Bearchell participated in the Feb. 6, 1981 protest against the mass arrests conducted by Toronto Police the previous night during Operation Soap. Bearchell gave a speech to the gathered protesters at the corner of Yonge and Wellesley in Toronto's Gay Village, and was reportedly the one to start the chant "No more shit!", which became a prominent slogan in the community response to Operation Soap.

=== Sex workers' rights ===
Beginning in the 1980s, Bearchell began organizing in the sex workers' rights movement. In 1983, she was a founding member of the Canadian Organization for the Rights of Prostitutes (CORP) along with Peggie Lee, Danny Cockerline, Feather, and Gwendolyn. This organization advocated for the decriminalization of prostitution, spoke out against the prosecution of those involved in sex work, and provided advice and support to sex workers facing criminal charges. Between 1990 and 1991, the organization also published a newsletter, Stiletto. After Bill C-49 was passed in December 1985, CORP organized to challenge the constitutionality of the law. During the period of 1986 to 1991, Bearchell was one of the activists "at the helm of CORP's efforts for decriminalization". CORP was disbanded in 1992 and evolved into Sex Professionals of Canada (SPOC).

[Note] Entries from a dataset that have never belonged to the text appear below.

/* ************************************************************************ **
** This file is part of mathkern, and is licensed under EITHER the MIT      **
** license or the Apache 2.0 license, at your option.                       **
**                                                                          **
**     http://www.apache.org/licenses/LICENSE-2.0                           **
**     http://opensource.org/licenses/MIT                                   **
** ************************************************************************ */

use crate::FailResult;
use crate::ui::color::{NullPainter, PaintAs};
use ::mathkern_algebra::{degree, evaluate, polish_roots, roots_with_rng};
use ::mathkern_tasks_config::Settings;
use ::rand::{SeedableRng, rngs::StdRng};
use ::std::fmt;

/// Highest degree with a solver.
const MAX_DEGREE: usize = 5;

#[derive(Serialize)]
#[derive(Debug, Clone, PartialEq)]
pub struct RootsReport {
    pub coefficients: Vec<f64>,
    pub degree: usize,
    pub roots: Vec<RootEntry>,
}

#[derive(Serialize)]
#[derive(Debug, Copy, Clone, PartialEq)]
pub struct RootEntry {
    pub root: f64,
    /// `p(root)`
    pub residual: f64,
}

pub fn run_roots(coefficients: &[f64], settings: &Settings) -> FailResult<RootsReport> {
    ensure!(!coefficients.is_empty(), "no coefficients given");
    ensure!(
        coefficients.iter().all(|c| c.is_finite()),
        "coefficients must be finite (got {:?})", coefficients,
    );

    let deg = degree(coefficients, settings.epsilon);
    if deg > MAX_DEGREE {
        bail!("degree {} is above {}, the highest degree with a solver", deg, MAX_DEGREE);
    }

    let mut rng = StdRng::seed_from_u64(settings.quintic.seed);
    let bairstow = settings.quintic.bairstow_settings();
    let mut roots = roots_with_rng(coefficients, settings.epsilon, &mut rng, &bairstow);
    if settings.polish && settings.newton.max_iterations > 0 {
        roots = polish_roots(coefficients, &roots, settings.newton.max_iterations);
    }
    info!("degree {} polynomial has {} real root(s)", deg, roots.len());

    let roots = roots.into_iter()
        .map(|root| RootEntry { root, residual: evaluate(coefficients, root) })
        .collect();
    Ok(RootsReport { coefficients: coefficients.to_vec(), degree: deg, roots })
}

impl RootsReport {
    /// Text form, with residuals styled by `painter`.
    pub fn render(&self, painter: &dyn PaintAs<String, f64>) -> String {
        let mut out = format!("degree: {}\n", self.degree);
        if self.roots.is_empty() {
            out.push_str("no real roots\n");
        }
        for entry in &self.roots {
            let residual = painter.paint_as(&entry.residual, format!("{:.3e}", entry.residual));
            out.push_str(&format!("x = {:<24}  p(x) = {}\n", entry.root, residual));
        }
        out
    }
}

impl fmt::Display for RootsReport {
    fn fmt(&self, f: &mut fmt::Formatter<'_>) -> fmt::Result
    { f.write_str(&self.render(&NullPainter)) }
}
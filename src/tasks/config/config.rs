/* ************************************************************************ **
** This file is part of mathkern, and is licensed under EITHER the MIT      **
** license or the Apache 2.0 license, at your option.                       **
**                                                                          **
**     http://www.apache.org/licenses/LICENSE-2.0                           **
**     http://opensource.org/licenses/MIT                                   **
** ************************************************************************ */

//! Types that make up the config file.
//!
//! Every field has a default, so an empty document is a valid config.

#![allow(non_snake_case)]

use ::mathkern_algebra::{BairstowSettings, DEFAULT_EPSILON, DEFAULT_QUINTIC_SEED};

#[derive(Serialize, Deserialize)]
#[derive(Debug, Clone, PartialEq)]
#[serde(rename_all = "kebab-case")]
pub struct Settings {
    /// Coefficients and discriminants at most this large are treated as zero.
    #[serde(default = "settings__epsilon")]
    pub epsilon: f64,

    /// Decimal places kept when comparing or printing results.
    #[serde(default = "settings__accuracy")]
    pub accuracy: u32,

    #[serde(default)]
    pub quintic: Quintic,

    #[serde(default)]
    pub newton: Newton,

    /// Refine closed form roots with a few Newton steps.
    #[serde(default = "settings__polish")]
    pub polish: bool,
}
fn settings__epsilon() -> f64 { DEFAULT_EPSILON }
fn settings__accuracy() -> u32 { 10 }
fn settings__polish() -> bool { true }

impl Default for Settings {
    fn default() -> Self {
        Settings {
            epsilon: settings__epsilon(),
            accuracy: settings__accuracy(),
            quintic: Default::default(),
            newton: Default::default(),
            polish: settings__polish(),
        }
    }
}

#[derive(Serialize, Deserialize)]
#[derive(Debug, Clone, PartialEq)]
#[serde(rename_all = "kebab-case")]
pub struct Quintic {
    /// Iteration cap for each quadratic factor.
    #[serde(default = "quintic__max_iterations")]
    pub max_iterations: u32,

    #[serde(default = "quintic__tolerance")]
    pub tolerance: f64,

    /// Seed for the random initial guesses.
    #[serde(default = "quintic__seed")]
    pub seed: u64,
}
fn quintic__max_iterations() -> u32 { BairstowSettings::default().max_iterations }
fn quintic__tolerance() -> f64 { BairstowSettings::default().tolerance }
fn quintic__seed() -> u64 { DEFAULT_QUINTIC_SEED }

impl Default for Quintic {
    fn default() -> Self {
        Quintic {
            max_iterations: quintic__max_iterations(),
            tolerance: quintic__tolerance(),
            seed: quintic__seed(),
        }
    }
}

impl Quintic {
    pub fn bairstow_settings(&self) -> BairstowSettings {
        BairstowSettings {
            max_iterations: self.max_iterations,
            tolerance: self.tolerance,
        }
    }
}

#[derive(Serialize, Deserialize)]
#[derive(Debug, Clone, PartialEq)]
#[serde(rename_all = "kebab-case")]
pub struct Newton {
    #[serde(default = "newton__max_iterations")]
    pub max_iterations: u32,
}
fn newton__max_iterations() -> u32 { 50 }

impl Default for Newton {
    fn default() -> Self { Newton { max_iterations: newton__max_iterations() } }
}

/// A dense matrix as written in a file: `{ rows: [[1, 2], [3, 4]] }`.
///
/// Shape checking happens when this is turned into a matrix, not here.
#[derive(Serialize, Deserialize)]
#[derive(Debug, Clone, PartialEq)]
#[serde(rename_all = "kebab-case")]
pub struct MatrixFile {
    pub rows: Vec<Vec<f64>>,
}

In 1986, Bearchell helped found the Safe Sex CORPS, which was renamed the Prostitutes Safe Sex Project and is now known as Maggie's, a drop-in and advocacy organization for sex workers that was funded by the government. In 1990, Bearchell became the organization's coordinator after the previous coordinator, her close friend and collaborator Danny Cockerline, stepped down.

== Personal life ==
In the 1970s, Bearchell was in a non-monogamous relationship with activist Konnie Reich. On April 10, 1976, the couple was assaulted while walking in The Annex neighborhood of Toronto.

In 1984, Bearchell began a relationship with Irit Shimrat, another activist. Shimrat published a magazine for former psychiatric patients, Phoenix Rising, out of the basement of their collective home, and helped Bearchell launch a new magazine, Epicene, after The Body Politic folded in 1987.

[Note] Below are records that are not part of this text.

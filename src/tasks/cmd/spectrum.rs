/* ************************************************************************ **
** This file is part of mathkern, and is licensed under EITHER the MIT      **
** license or the Apache 2.0 license, at your option.                       **
**                                                                          **
**     http://www.apache.org/licenses/LICENSE-2.0                           **
**     http://opensource.org/licenses/MIT                                   **
** ************************************************************************ */

use super::Rows;
use crate::FailResult;
use ::mathkern_linalg::spectral::{
    characteristic_polynomial, eigen_info, eigenvalues, sigma_matrix, singular_values,
};
use ::mathkern_linalg::MAX_EIGENVALUE_DIM;
use ::mathkern_matrix::{arith, Matrix};
use ::mathkern_slice_math::vround;
use ::mathkern_tasks_config::Settings;
use ::rand::{SeedableRng, rngs::StdRng};
use ::std::fmt;

/// Singular value data for `A`, derived from the eigenvalues of `AᵗA`.
#[derive(Serialize)]
#[derive(Debug, Clone, PartialEq)]
pub struct SpectrumReport {
    pub gram: Rows,
    pub characteristic_polynomial: Vec<f64>,
    pub eigenvalues: Vec<f64>,
    pub multiplicities: Vec<usize>,
    pub singular_values: Vec<f64>,
    pub sigma: Rows,
}

pub fn run_spectrum(a: &Matrix, settings: &Settings) -> FailResult<SpectrumReport> {
    let (rows, cols) = a.dims();
    if cols > MAX_EIGENVALUE_DIM {
        bail!(
            "matrix has {} columns, but at most {} are supported \
             (eigenvalues come from a polynomial of that degree)",
            cols, MAX_EIGENVALUE_DIM,
        );
    }
    let acc = settings.accuracy;

    let gram = arith::mul(&a.to_transpose(), a)?;
    let charpoly = characteristic_polynomial(&gram)?;

    let mut rng = StdRng::seed_from_u64(settings.quintic.seed);
    let bairstow = settings.quintic.bairstow_settings();
    let values = eigenvalues(&gram, settings.epsilon, &mut rng, &bairstow)?;
    if values.len() < cols {
        warn!(
            "found {} of {} eigenvalues of the symmetric matrix AᵗA; \
             try a larger epsilon or quintic tolerance",
            values.len(), cols,
        );
    }

    let info = eigen_info(&values, acc);
    let mut singular = singular_values(&values, acc);
    // AᵗA has at least cols - rows zero eigenvalues that are not singular values of A
    singular.truncate(usize::min(rows, cols));
    let sigma = sigma_matrix(&singular, rows, cols)?;

    Ok(SpectrumReport {
        gram: Rows(gram.round(acc)),
        characteristic_polynomial: vround(&charpoly, acc),
        eigenvalues: info.values,
        multiplicities: info.multiplicities,
        singular_values: singular,
        sigma: Rows(sigma),
    })
}

impl fmt::Display for SpectrumReport {
    fn fmt(&self, f: &mut fmt::Formatter<'_>) -> fmt::Result {
        write!(f, "AᵗA:\n{}", self.gram)?;
        writeln!(f, "characteristic polynomial: {:?}", self.characteristic_polynomial)?;
        write!(f, "eigenvalues:")?;
        for (value, count) in self.eigenvalues.iter().zip(&self.multiplicities) {
            write!(f, " {} (x{})", value, count)?;
        }
        writeln!(f)?;
        writeln!(f, "singular values: {:?}", self.singular_values)?;
        write!(f, "sigma:\n{}", self.sigma)
    }
}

Bearchell also worked at the headquarters of Girl Guides in the mid-1970s.

Bearchell was featured in the 2002 documentary film, Stand Together: A History of the Lesbian and Gay Rights Movement in Ontario from 1967 to 1987 by Nancy Nicol.

In October 2003, a portrait of Bearchell was placed in the Canadian Lesbian Gay Archives National Portrait Collection.

==Death==
In 1995, Bearchell moved from Toronto to Lasqueti Island in British Colombia. Two years later, in 1997, Bearchell was diagnosed with breast cancer. After a ten-year illness, she died at Vancouver General Hospital on February 18, 2007. She was 53 years old at the time of her death. Bearchell's death was marked by obituaries in Xtra!, Now Magazine, and The Globe and Mail, with other prominent Canadian LGBT activists sharing their recollections of her. A memorial service was held at The 519 in Toronto, and was attended by "a veritable who's who of queer activism" in the city. The LGBTQ2S ArQuives in Toronto, Canada, holds a collection of Bearchell’s belongings.